Nas notas explicativas ao ITR da VALE, página 42, a Cia afirma que usa derivativos para objetivos “não-hedge”, ou seja, não seriam para proteger alguma posição vulnerável em algum ativo.
Essencialmente o que a VALE faz é um contrato com um terceiro em que este se compromete a pagar o montante acertado em R$, com juros atrelados ao CDI ou à TJLP, enquanto a VALE paga o mesmo montante em dólares + uma taxa acertada (cerca de 3,5% ao ano).
A justificativa é a seguinte: Com o objetivo de reduzir a volatilidade do fluxo de caixa, são realizadas operações de swap para converter o fluxo de caixa de dívidas indexadas a TJLP (ou CDI) para US$ em contratos de empréstimos junto ao BNDES (ou outras instituições). Nestas operações, a Vale paga taxas fixas (ou variáveis) em US$ e recebe remuneração atrelada à TJLP (CDI).
Parece que a VALE, por ter a maioria de suas receitas denominadas em dólar e a maioria de seus financiamentos e custos denominados em R$, quer uma garantia de fluxo de caixa em R$, para isso oferece seu fluxo em dólares.

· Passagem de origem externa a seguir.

//! The instruction sink nodes emit into.

use hashbrown::HashMap;

use crate::{
    String, ToString, Vec,
    errors::CompileError,
    vm::{Code, Instruction, Label},
};

/// Append-only destination for emitted instructions.
///
/// Nodes only ever append: there is no read-back and no patching. Branch
/// targets are expressed as [`Label`]s; resolving them to addresses is the
/// sink's job.
pub trait InstructionSink {
    fn emit(&mut self, instruction: Instruction);

    /// Create a label that is not yet bound to an address.
    fn define_label(&mut self) -> Label;

    /// Bind `label` to the address of the next emitted instruction.
    fn mark_label(&mut self, label: Label);

    /// Index of `value` in the string pool, adding it if needed.
    fn intern_string(&mut self, value: &str) -> u32;
}

/// In-memory sink producing a [`Code`] body.
///
/// Tracks the evaluation stack depth as instructions arrive so the finished
/// code carries an exact `max_stack_size`.
#[derive(Debug, Default)]
pub struct CodeBuffer {
    instructions: Vec<Instruction>,
    labels: Vec<Option<usize>>,
    /// Stack depth expected at each label, recorded by the first branch to it.
    label_depths: Vec<Option<usize>>,
    strings: Vec<String>,
    string_map: HashMap<String, u32>,
    current_stack_depth: usize,
    max_stack_size: usize,
}

impl CodeBuffer {
    pub fn new() -> Self {
        Self::default()
    }

    pub fn len(&self) -> usize {
        self.instructions.len()
    }

    pub fn is_empty(&self) -> bool {
        self.instructions.is_empty()
    }

    pub fn instructions(&self) -> &[Instruction] {
        &self.instructions
    }

    pub fn current_stack_depth(&self) -> usize {
        self.current_stack_depth
    }

    /// Resolve labels and hand out the finished body.
    pub fn finish(self) -> Result<Code, CompileError> {
        let labels = self
            .labels
            .iter()
            .enumerate()
            .map(|(index, address)| address.ok_or(CompileError::UnresolvedLabel(index as u32)))
            .collect::<Result<Vec<_>, _>>()?;

        Ok(Code {
            instructions: self.instructions,
            labels,
            strings: self.strings,
            max_stack_size: self.max_stack_size,
        })
    }

    fn pop_stack_n(&mut self, n: usize) {
        debug_assert!(
            self.current_stack_depth >= n,
            "Stack underflow: trying to pop {} but depth is {}",
            n,
            self.current_stack_depth
        );
        self.current_stack_depth = self.current_stack_depth.saturating_sub(n);
    }

    fn push_stack_n(&mut self, n: usize) {
        self.current_stack_depth += n;
        if self.current_stack_depth > self.max_stack_size {
            self.max_stack_size = self.current_stack_depth;
        }
    }
}

impl InstructionSink for CodeBuffer {
    fn emit(&mut self, instruction: Instruction) {
        let (pops, pushes) = instruction.stack_effect();
        self.pop_stack_n(pops);
        self.push_stack_n(pushes);

        if let Some(Label(target)) = instruction.branch_target() {
            if let Some(depth) = self.label_depths.get_mut(target as usize) {
                depth.get_or_insert(self.current_stack_depth);
            }
        }
        // Whatever follows is only reached through a label, which restores
        // its own depth.
        if instruction.ends_block() {
            self.current_stack_depth = 0;
        }

        self.instructions.push(instruction);
    }

    fn define_label(&mut self) -> Label {
        let label = Label(self.labels.len() as u32);
        self.labels.push(None);
        self.label_depths.push(None);
        label
    }

    fn mark_label(&mut self, label: Label) {
        let index = label.0 as usize;
        if let Some(address) = self.labels.get_mut(index) {
            debug_assert!(address.is_none(), "{:?} marked twice", label);
            *address = Some(self.instructions.len());
        }
        if let Some(Some(depth)) = self.label_depths.get(index) {
            self.current_stack_depth = *depth;
        }
    }

    fn intern_string(&mut self, value: &str) -> u32 {
        if let Some(&index) = self.string_map.get(value) {
            return index;
        }
        let index = self.strings.len() as u32;
        self.strings.push(value.to_string());
        self.string_map.insert(value.to_string(), index);
        index
    }
}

Infelizmente a análise de sensibilidade, quadro na página 49, não nos permite fazer uma inferência direta sobre o que aconteceria com esse estoque de derivativos caso o dólar vá a R$ 2,50, ou R$ 2,70 por exemplo.
A Companhia adota cenários pouco claros para o leitor que não participa da construção dos quadros. Pode atender ao normativo contábil, mas não deixa a informação de sensibilidade à moeda muito clara para o investidor.
Mas é algo que o investidor pode perguntar à área de Relações com Investidores da VALE, tenho certeza que empreenderão os melhores esforços para atender a demanda.
Infelizmente, e isso é apenas a minha opinião, me parece que a estratégia de uso de derivativos da VALE pode trazer conforto à gestão de fluxo de caixa, mas retira grande parte dos ganhos que a Cia poderia ter com a alta do dólar.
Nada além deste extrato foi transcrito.